Metadata-Version: 2.4
Name: pydataquality
Version: 0.1.0
Summary: A comprehensive data quality analysis library for pandas DataFrames
Home-page: https://github.com/DominionAkinrotimi/pydataquality
Author: Dominion Akinrotimi
Author-email: Dominion Akinrotimi <contact.dominionakinrotimi@gmail.com>
License: MIT License
Project-URL: Homepage, https://github.com/DominionAkinrotimi/pydataquality
Project-URL: Bug-Tracker, https://github.com/DominionAkinrotimi/pydataquality/issues
Project-URL: Source, https://github.com/DominionAkinrotimi/pydataquality
Classifier: Development Status :: 4 - Beta
Classifier: Intended Audience :: Developers
Classifier: Intended Audience :: Science/Research
Classifier: Topic :: Scientific/Engineering :: Information Analysis
Classifier: License :: OSI Approved :: MIT License
Classifier: Programming Language :: Python :: 3
Classifier: Programming Language :: Python :: 3.7
Classifier: Programming Language :: Python :: 3.8
Classifier: Programming Language :: Python :: 3.9
Classifier: Programming Language :: Python :: 3.10
Classifier: Programming Language :: Python :: 3.11
Classifier: Operating System :: OS Independent
Requires-Python: >=3.7
Description-Content-Type: text/markdown
License-File: LICENSE
Requires-Dist: pandas>=1.3.0
Requires-Dist: numpy>=1.20.0
Requires-Dist: matplotlib>=3.4.0
Requires-Dist: seaborn>=0.11.2
Requires-Dist: jinja2>=3.0.0
Requires-Dist: PyYAML>=5.4
Provides-Extra: dev
Requires-Dist: pytest>=6.0; extra == "dev"
Requires-Dist: pytest-cov>=2.0; extra == "dev"
Requires-Dist: black>=21.0; extra == "dev"
Requires-Dist: flake8>=3.9; extra == "dev"
Provides-Extra: docs
Requires-Dist: sphinx>=4.0; extra == "docs"
Requires-Dist: sphinx-rtd-theme>=1.0; extra == "docs"
Provides-Extra: notebook
Requires-Dist: ipython>=7.0; extra == "notebook"
Requires-Dist: jupyter>=1.0; extra == "notebook"
Dynamic: author
Dynamic: home-page
Dynamic: license-file
Dynamic: requires-python

# PyDataQuality

**The Enterprise-Grade Data Quality Engine for Python.**

PyDataQuality automates the tedious 80% of data science: validating, profiling, and cleaning new datasets. It transforms raw pandas DataFrames into publication-ready quality reports with a single line of code. Designed for high-velocity data teams, it features batch processing for big data, custom rule validation, and AI-powered remediation suggestions.

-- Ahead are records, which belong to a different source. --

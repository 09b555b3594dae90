//! PDF text extraction
//!
//! Loads the PDF structure to count pages, then pulls the text of every page
//! out with pdf-extract and merges it into one string in page order.
//!
//! # Example
//! ```no_run
//! use shared_pdf::{extract_document, ExtractionError};
//!
//! fn describe(pdf_bytes: &[u8]) -> Result<(), ExtractionError> {
//!     let document = extract_document(pdf_bytes)?;
//!     println!("{} pages, {} chars", document.page_count, document.text.len());
//!     Ok(())
//! }
//! ```

use pdf_extract::{extract_text_from_mem, Document};
use serde::{Deserialize, Serialize};
use thiserror::Error;
use tracing::debug;

/// Errors raised while decoding an uploaded PDF
#[derive(Error, Debug, Clone, PartialEq, Eq)]
pub enum ExtractionError {
    #[error("Invalid PDF: {0}")]
    InvalidPdf(String),

    #[error("Password-protected PDF")]
    PasswordProtected,

    #[error("PDF text extraction failed: {0}")]
    TextExtraction(String),
}

/// Text and page count of one uploaded document
#[derive(Debug, Clone, PartialEq, Eq, Serialize, Deserialize)]
pub struct PdfDocument {
    /// Number of pages in the page tree
    pub page_count: u32,

    /// Text of all pages, merged in natural page order
    pub text: String,
}

/// Decode a PDF byte buffer into its merged text and page count.
///
/// # Errors
/// - `ExtractionError::InvalidPdf` - the buffer is not a loadable PDF
/// - `ExtractionError::PasswordProtected` - the document is encrypted
/// - `ExtractionError::TextExtraction` - the structure loaded but text decoding failed
pub fn extract_document(pdf_bytes: &[u8]) -> Result<PdfDocument, ExtractionError> {
    if !looks_like_pdf(pdf_bytes) {
        return Err(ExtractionError::InvalidPdf(
            "missing %PDF header".to_string(),
        ));
    }

    // pdf-extract re-exports Document from lopdf
    let document = Document::load_mem(pdf_bytes).map_err(|e| classify_error(&e.to_string()))?;

    if document.trailer.get(b"Encrypt").is_ok() {
        return Err(ExtractionError::PasswordProtected);
    }

    let page_count = document.get_pages().len() as u32;

    let text = extract_text_from_mem(pdf_bytes).map_err(|e| match classify_error(&e.to_string()) {
        ExtractionError::InvalidPdf(msg) => ExtractionError::TextExtraction(msg),
        other => other,
    })?;

    debug!(page_count, chars = text.chars().count(), "Extracted PDF text");

    Ok(PdfDocument { page_count, text })
}

/// Cheap header sniff; the header may follow a few bytes of junk
fn looks_like_pdf(data: &[u8]) -> bool {
    data.windows(5).take(1024).any(|w| w == b"%PDF-")
}

fn classify_error(message: &str) -> ExtractionError {
    let lower = message.to_lowercase();
    if lower.contains("encrypt") || lower.contains("password") {
        ExtractionError::PasswordProtected
    } else {
        ExtractionError::InvalidPdf(message.to_string())
    }
}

![Data Quality Analysis](https://raw.githubusercontent.com/DominionAkinrotimi/pydataquality/main/docs/images/sample_visualization.png)

## Features

### Core Capabilities
- **Data Quality Analysis**: Detect missing values, outliers, inconsistencies, and data type issues
- **Data Extraction**: Pinpoint and extract problematic rows (e.g., specific outliers) for remediation via `get_problematic_rows()`
- **Multi-Format Support**: Native support for CSV, Excel (.xlsx, .xls), JSON, and Parquet files
- **CLI Interface**: Auto-detects file formats from the terminal - no coding required
- **Interactive Notebook Display**: Direct rendering in Jupyter/Colab with `show_report()`
- **Batch Sampling**: Process large datasets (GBs) efficiently with chunk-based sampling
- **Custom YAML Rules**: Enterprise-grade validation with configuration files
- **AI Remediation Prompts**: Auto-generated Python scripts for fixing detected issues
- **Comprehensive Visualizations**: Publication-quality plots for data quality assessment
- **Professional Reports**: HTML, text, and JSON reports with actionable insights
- **Easy Integration**: Works seamlessly with pandas DataFrames from any source

### Supported Input Formats
**CLI**: Auto-detects CSV, Excel (.xlsx, .xls), JSON, Parquet (`python -m pydataquality data.csv`)  
**Python API**: Accepts any pandas DataFrame from:
- CSV files (`pd.read_csv()`)
- Excel files (`pd.read_excel()`)
- JSON files (`pd.read_json()`)
- Parquet files (`pd.read_parquet()`)
- SQL databases (`pd.read_sql()`)
- APIs (any source that produces a DataFrame)
- Cloud platforms (Snowflake, BigQuery, etc.)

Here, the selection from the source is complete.